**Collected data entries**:
►

//! chp-plant: drives the CHP control kernel.
//!
//! Contains:
//! - config (YAML plant configuration with defaults and validation)
//! - cycle (status → outdoor average → heating curve → switch command)
//! - sim (closed-loop valve simulation with an owned trace buffer)
//! - heat (heating-circuit heat output and load-based flow temperature)
//! - error (plant-level error type)

pub mod config;
pub mod cycle;
pub mod error;
pub mod heat;
pub mod sim;

pub use config::PlantConfig;
pub use cycle::{ControlCycle, CycleOutcome, SensorReadings};
pub use error::{PlantError, PlantResult};
pub use heat::{Medium, flow_temp_for_load, heat_load, heat_output};
pub use sim::{
    MAX_SIM_STEPS, SetpointProfile, SetpointStep, SimOptions, SimSample, SimTrace, run_closed_loop,
};
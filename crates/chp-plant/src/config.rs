//! Plant configuration document.
//!
//! Every section has defaults, so a YAML file only needs the values that
//! differ. Loading always validates.

use crate::cycle::ControlCycle;
use crate::error::{PlantError, PlantResult};
use crate::sim::{SetpointProfile, SimOptions};
use chp_controls::{
    DecisionConfig, HeatingCurveParameters, MixingValveController, PlantDecisionEngine,
    SettlingConfig, SettlingTimeAnalyzer, ValveControllerConfig,
};
use serde::{Deserialize, Serialize};
use std::path::Path;

#[derive(Debug, Clone, PartialEq, Serialize, Deserialize)]
#[serde(default)]
pub struct PlantConfig {
    pub heating_curve: HeatingCurveParameters,
    pub decision: DecisionConfig,
    pub valve: ValveControllerConfig,
    /// Flow temperature of the simulated circuit at start-up (°C).
    pub initial_flow_temp: f64,
    pub settling: SettlingConfig,
    pub simulation: SimOptions,
    pub setpoint: SetpointProfile,
}

impl Default for PlantConfig {
    fn default() -> Self {
        Self {
            heating_curve: HeatingCurveParameters::default(),
            decision: DecisionConfig::default(),
            valve: ValveControllerConfig::default(),
            initial_flow_temp: 28.0,
            settling: SettlingConfig::default(),
            simulation: SimOptions::default(),
            setpoint: SetpointProfile::default(),
        }
    }
}

impl PlantConfig {
    pub fn from_yaml_str(content: &str) -> PlantResult<Self> {
        let config: PlantConfig = serde_yaml::from_str(content)?;
        config.validate()?;
        Ok(config)
    }

    pub fn load_yaml(path: &Path) -> PlantResult<Self> {
        let content = std::fs::read_to_string(path)?;
        let config = Self::from_yaml_str(&content)?;
        tracing::debug!(path = %path.display(), "loaded plant configuration");
        Ok(config)
    }

    pub fn validate(&self) -> PlantResult<()> {
        self.heating_curve.validate()?;
        self.valve.validate()?;
        if !self.initial_flow_temp.is_finite() {
            return Err(PlantError::Validation {
                what: format!("initial_flow_temp must be finite, got {}", self.initial_flow_temp),
            });
        }
        PlantDecisionEngine::new(self.decision)?;
        SettlingTimeAnalyzer::new(self.settling)?;
        self.simulation.validate()?;
        self.setpoint.validate()?;
        Ok(())
    }

    pub fn controller(&self) -> PlantResult<MixingValveController> {
        Ok(MixingValveController::new(
            self.valve.clone(),
            self.initial_flow_temp,
        )?)
    }

    pub fn control_cycle(&self) -> PlantResult<ControlCycle> {
        ControlCycle::new(self.heating_curve.clone(), self.decision)
    }

    pub fn settling_analyzer(&self) -> PlantResult<SettlingTimeAnalyzer> {
        Ok(SettlingTimeAnalyzer::new(self.settling)?)
    }
}
//! Control kernel for a combined-heat-and-power plant.
//!
//! The kernel is a chain of pure or single-owner components:
//! - **Status**: interlock chain over plant signals and time of day
//! - **Outdoor log**: three-day outdoor temperature average
//! - **Heating curve**: target flow temperature from outdoor temperature
//! - **Decision**: combines the above into an on/off command
//! - **Valve**: PID mixing-valve regulator with a first-order circuit model
//! - **Settling**: post-hoc settling detection on recorded traces
//!
//! Nothing here reads a clock or performs I/O. Callers supply the time of
//! day and drive [`MixingValveController::tick`] at their own cadence.

pub mod decision;
pub mod error;
pub mod heating_curve;
pub mod outdoor;
pub mod settling;
pub mod status;
pub mod valve;

pub use decision::{DecisionConfig, PlantDecisionEngine, SwitchCommand, decide};
pub use error::{ControlError, ControlResult};
pub use heating_curve::{HeatingCurveParameters, compute_heating_curve, is_night};
pub use outdoor::{ThreeDayTemperatureLog, average_three_day};
pub use settling::{SettlingConfig, SettlingTimeAnalyzer, find_settling_index};
pub use status::{PlantSignals, PlantStatus, evaluate_status};
pub use valve::{
    ControlLoopState, MixingCircuitModel, MixingValveController, PlantThermalState,
    ValveCommand, ValveControllerConfig, ValveTick,
};
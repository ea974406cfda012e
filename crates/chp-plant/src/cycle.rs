//! One evaluation of the plant switching pipeline.
//!
//! signals + time → status; outdoor log → average; outdoor/room readings →
//! heating-curve setpoint; all of it → switch command.

use crate::error::PlantResult;
use chp_controls::{
    DecisionConfig, HeatingCurveParameters, PlantDecisionEngine, PlantSignals, PlantStatus,
    SwitchCommand, ThreeDayTemperatureLog, average_three_day, compute_heating_curve,
    evaluate_status,
};
use chp_core::HourOfDay;
use chrono::NaiveTime;
use serde::{Deserialize, Serialize};

/// Live sensor values for one cycle (°C).
#[derive(Debug, Clone, Copy, PartialEq, Serialize, Deserialize)]
pub struct SensorReadings {
    pub outdoor_temp: f64,
    pub room_temp_measured: f64,
    pub room_temp_target: f64,
    pub flow_temp_measured: f64,
}

/// Everything decided in one cycle.
#[derive(Debug, Clone, Copy, PartialEq, Serialize, Deserialize)]
pub struct CycleOutcome {
    pub status: PlantStatus,
    pub averaged_outdoor_temp: f64,
    pub curve_setpoint: f64,
    pub command: SwitchCommand,
}

#[derive(Debug, Clone)]
pub struct ControlCycle {
    curve: HeatingCurveParameters,
    engine: PlantDecisionEngine,
}

impl ControlCycle {
    pub fn new(curve: HeatingCurveParameters, decision: DecisionConfig) -> PlantResult<Self> {
        curve.validate()?;
        let engine = PlantDecisionEngine::new(decision)?;
        Ok(Self { curve, engine })
    }

    pub fn curve(&self) -> &HeatingCurveParameters {
        &self.curve
    }

    /// Evaluate the pipeline at `at`.
    ///
    /// # Errors
    ///
    /// A heating-curve domain error aborts the cycle; no command is produced.
    pub fn evaluate(
        &self,
        signals: PlantSignals,
        log: &ThreeDayTemperatureLog,
        readings: &SensorReadings,
        at: NaiveTime,
    ) -> PlantResult<CycleOutcome> {
        let status = evaluate_status(signals, at);
        let averaged_outdoor_temp = average_three_day(log);
        let curve_setpoint = compute_heating_curve(
            readings.outdoor_temp,
            readings.room_temp_measured,
            readings.room_temp_target,
            &self.curve,
            HourOfDay::from(at),
        )?;
        let command = self.engine.decide(
            &status,
            averaged_outdoor_temp,
            curve_setpoint,
            readings.flow_temp_measured,
        );

        match command {
            SwitchCommand::On { setpoint } => {
                tracing::info!(%status, setpoint, "CHP switch on")
            }
            SwitchCommand::Off => tracing::info!(%status, "CHP switch off"),
        }

        Ok(CycleOutcome {
            status,
            averaged_outdoor_temp,
            curve_setpoint,
            command,
        })
    }
}
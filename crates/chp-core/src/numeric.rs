use crate::CoreError;

/// Relative slack allowed when a float ratio should land on a whole number.
pub const WHOLE_RATIO_REL_TOL: f64 = 1e-9;

/// `|a - b|` within `rel` of the larger magnitude (at least 1).
pub fn nearly_equal(a: f64, b: f64, rel: f64) -> bool {
    (a - b).abs() <= rel * a.abs().max(b.abs()).max(1.0)
}

/// How many whole `step`s fit into `span`.
///
/// A ratio sitting a rounding error below an integer counts as that integer,
/// so `0.3 / 0.1` gives 3. The result is not bounded; callers cap it.
pub fn whole_steps(span: f64, step: f64) -> f64 {
    let ratio = span / step;
    let nearest = ratio.round();
    if nearly_equal(ratio, nearest, WHOLE_RATIO_REL_TOL) {
        nearest
    } else {
        ratio.floor()
    }
}

pub fn ensure_finite(v: f64, what: &'static str) -> Result<f64, CoreError> {
    if v.is_finite() {
        Ok(v)
    } else {
        Err(CoreError::NonFinite { what, value: v })
    }
}

/// Finite and `>= 0`.
pub fn ensure_non_negative(v: f64, what: &'static str) -> Result<f64, CoreError> {
    let v = ensure_finite(v, what)?;
    if v < 0.0 {
        return Err(CoreError::InvalidArg { what });
    }
    Ok(v)
}
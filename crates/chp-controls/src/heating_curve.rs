//! Heating curve: target flow temperature from outdoor temperature.
//!
//! `base = K * (T_ref - T_out)^n + B`, lowered by the night setback between
//! 22:00 and 06:00, optionally corrected by the room temperature deviation,
//! then clamped to the flow temperature limits.

use crate::error::{ControlError, ControlResult};
use chp_core::{HourOfDay, ensure_finite};
use serde::{Deserialize, Serialize};

/// Night setback starts at this hour (inclusive).
pub const NIGHT_START: u8 = 22;
/// Night setback ends at this hour (exclusive).
pub const NIGHT_END: u8 = 6;

/// Heating curve configuration.
#[derive(Debug, Clone, PartialEq, Serialize, Deserialize)]
#[serde(default)]
pub struct HeatingCurveParameters {
    /// Curve slope `K`.
    pub slope: f64,
    /// Fixed offset `B` (°C).
    pub offset: f64,
    /// Curve exponent `n`.
    pub exponent: f64,
    /// Lower flow temperature clamp (°C).
    pub min_flow_temp: f64,
    /// Upper flow temperature clamp (°C). `None` means unbounded.
    pub max_flow_temp: Option<f64>,
    /// Night setback subtracted between 22:00 and 06:00 (K).
    pub night_setback_delta: f64,
    /// Enables room temperature compensation.
    pub room_compensation: bool,
    /// Share of the room deviation added to the flow target (%).
    pub compensation_pct: f64,
    /// Normalised room temperature `T_ref` (°C).
    pub reference_room_temp: f64,
}

impl Default for HeatingCurveParameters {
    fn default() -> Self {
        Self {
            slope: 1.5,
            offset: 25.0,
            exponent: 1.2,
            min_flow_temp: 15.0,
            max_flow_temp: Some(55.0),
            night_setback_delta: 5.0,
            room_compensation: false,
            compensation_pct: 10.0,
            reference_room_temp: 20.0,
        }
    }
}

impl HeatingCurveParameters {
    /// Check that all parameters are finite and the clamp range is ordered.
    pub fn validate(&self) -> ControlResult<()> {
        ensure_finite(self.slope, "slope must be finite")?;
        ensure_finite(self.offset, "offset must be finite")?;
        ensure_finite(self.exponent, "exponent must be finite")?;
        ensure_finite(self.min_flow_temp, "min_flow_temp must be finite")?;
        ensure_finite(self.night_setback_delta, "night_setback_delta must be finite")?;
        ensure_finite(self.compensation_pct, "compensation_pct must be finite")?;
        ensure_finite(self.reference_room_temp, "reference_room_temp must be finite")?;
        if let Some(max) = self.max_flow_temp {
            ensure_finite(max, "max_flow_temp must be finite")?;
            if max < self.min_flow_temp {
                return Err(ControlError::Configuration {
                    what: "max_flow_temp must not be below min_flow_temp",
                });
            }
        }
        Ok(())
    }

    fn clamp(&self, value: f64) -> f64 {
        let lower = value.max(self.min_flow_temp);
        match self.max_flow_temp {
            Some(max) => lower.min(max),
            None => lower,
        }
    }
}

/// `true` while the night setback applies.
pub fn is_night(hour: HourOfDay) -> bool {
    hour.in_window(NIGHT_START, NIGHT_END)
}

/// Target flow temperature for the given conditions.
///
/// # Errors
///
/// Returns [`ControlError::Domain`] when `(T_ref - T_out)^n` has no real
/// value: a negative base with a non-integer exponent, or a zero base with
/// a negative exponent. Invalid `params` give [`ControlError::Configuration`].
pub fn compute_heating_curve(
    outdoor_temp: f64,
    room_temp_measured: f64,
    room_temp_target: f64,
    params: &HeatingCurveParameters,
    hour: HourOfDay,
) -> ControlResult<f64> {
    params.validate()?;
    let base = params.reference_room_temp - outdoor_temp;
    let n = params.exponent;
    if base < 0.0 && n.fract() != 0.0 {
        return Err(ControlError::Domain {
            what: "negative base with non-integer exponent",
            base,
            exponent: n,
        });
    }
    let power = base.powf(n);
    if !power.is_finite() {
        return Err(ControlError::Domain {
            what: "power is not finite",
            base,
            exponent: n,
        });
    }

    let mut flow = params.slope * power + params.offset;

    if is_night(hour) {
        flow -= params.night_setback_delta;
    }

    if params.room_compensation {
        flow += (room_temp_target - room_temp_measured) * (params.compensation_pct / 100.0);
    }

    let setpoint = params.clamp(flow);
    tracing::debug!(outdoor_temp, %hour, unclamped = flow, setpoint, "heating curve");
    Ok(setpoint)
}
//! Heating-circuit heat balance.
//!
//! `Q = rho * V * cp * (T_flow - T_return)`, plus the inverse used to size a
//! flow temperature for a given building heat load.

use crate::error::{PlantError, PlantResult};
use chp_core::units::{
    Density, MassRate, Power, SpecificHeat, VolumeRate, jpkgk, kgpm3, kgps, w,
};

/// Heat transfer medium of the circuit.
#[derive(Debug, Clone, Copy, PartialEq)]
pub struct Medium {
    pub density: Density,
    pub cp: SpecificHeat,
}

impl Medium {
    pub fn new(density_kg_m3: f64, cp_j_kgk: f64) -> Self {
        Self {
            density: kgpm3(density_kg_m3),
            cp: jpkgk(cp_j_kgk),
        }
    }

    pub fn water() -> Self {
        Self::new(1000.0, 4184.0)
    }

    pub fn mass_rate(&self, volume_rate: VolumeRate) -> MassRate {
        kgps(self.density.value * volume_rate.value)
    }

    /// Heat capacity rate `m_dot * cp` (W/K).
    fn capacity_rate(&self, volume_rate: VolumeRate) -> f64 {
        self.mass_rate(volume_rate).value * self.cp.value
    }
}

impl Default for Medium {
    fn default() -> Self {
        Self::water()
    }
}

/// Thermal power delivered by the circuit.
///
/// # Errors
///
/// [`PlantError::NonPhysical`] unless the flow is hotter than the return.
pub fn heat_output(
    flow_temp: f64,
    return_temp: f64,
    volume_rate: VolumeRate,
    medium: &Medium,
) -> PlantResult<Power> {
    let delta_t = flow_temp - return_temp;
    if !(delta_t > 0.0) {
        return Err(PlantError::NonPhysical {
            what: "flow temperature must exceed return temperature",
        });
    }
    Ok(w(medium.capacity_rate(volume_rate) * delta_t))
}

/// Transmission heat load `UA * (T_in - T_out)`, never negative.
pub fn heat_load(ua_w_per_k: f64, indoor_setpoint: f64, outdoor_temp: f64) -> Power {
    w((ua_w_per_k * (indoor_setpoint - outdoor_temp)).max(0.0))
}

/// Flow temperature needed to carry `load` at the given volume rate.
pub fn flow_temp_for_load(
    load: Power,
    volume_rate: VolumeRate,
    return_temp: f64,
    medium: &Medium,
) -> PlantResult<f64> {
    if !(volume_rate.value > 0.0) {
        return Err(PlantError::NonPhysical {
            what: "volume rate must be positive",
        });
    }
    Ok(load.value / medium.capacity_rate(volume_rate) + return_temp)
}

#[cfg(test)]
mod tests {
    use super::*;
    use chp_core::units::{kw, m3ph};

    #[test]
    fn output_of_sample_circuit() {
        let q = heat_output(60.0, 40.0, m3ph(2.5), &Medium::water()).unwrap();
        let expected_w = 1000.0 * 2.5 / 3600.0 * 4184.0 * 20.0;
        assert!((q.value - expected_w).abs() < 1e-6);
        assert!((q.value / 1000.0 - 58.111).abs() < 1e-3);
    }

    #[test]
    fn output_requires_positive_spread() {
        assert!(matches!(
            heat_output(40.0, 40.0, m3ph(1.0), &Medium::water()),
            Err(PlantError::NonPhysical { .. })
        ));
        assert!(heat_output(35.0, 40.0, m3ph(1.0), &Medium::water()).is_err());
    }

    #[test]
    fn load_is_clipped_at_zero() {
        assert_eq!(heat_load(300.0, 20.0, 25.0).value, 0.0);
        assert!((heat_load(300.0, 20.0, 0.0).value - 6000.0).abs() < 1e-9);
    }

    #[test]
    fn flow_temp_for_hourly_load() {
        let medium = Medium::new(1000.0, 4180.0);
        let t = flow_temp_for_load(kw(6.0), m3ph(0.5), 30.0, &medium).unwrap();
        let m_dot = 0.5 * 1000.0 / 3600.0;
        assert!((t - (6000.0 / (m_dot * 4180.0) + 30.0)).abs() < 1e-9);
        assert!(flow_temp_for_load(kw(6.0), m3ph(0.0), 30.0, &medium).is_err());
    }

    #[test]
    fn water_stores_si_properties() {
        let water = Medium::water();
        assert_eq!(water.density.value, 1000.0);
        assert_eq!(water.cp.value, 4184.0);
        assert!((water.mass_rate(m3ph(3.6)).value - 1.0).abs() < 1e-12);
    }

    #[test]
    fn output_and_inverse_agree() {
        let medium = Medium::water();
        let q = heat_output(55.0, 30.0, m3ph(1.2), &medium).unwrap();
        let t = flow_temp_for_load(q, m3ph(1.2), 30.0, &medium).unwrap();
        assert!((t - 55.0).abs() < 1e-9);
    }
}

◄

**ACTION ITEM**:
Which lines above hold the string "MassRate"? Show each of them.

**TASK ANSWER**:
    Density, MassRate, Power, SpecificHeat, VolumeRate, jpkgk, kgpm3, kgps, w,
    pub fn mass_rate(&self, volume_rate: VolumeRate) -> MassRate {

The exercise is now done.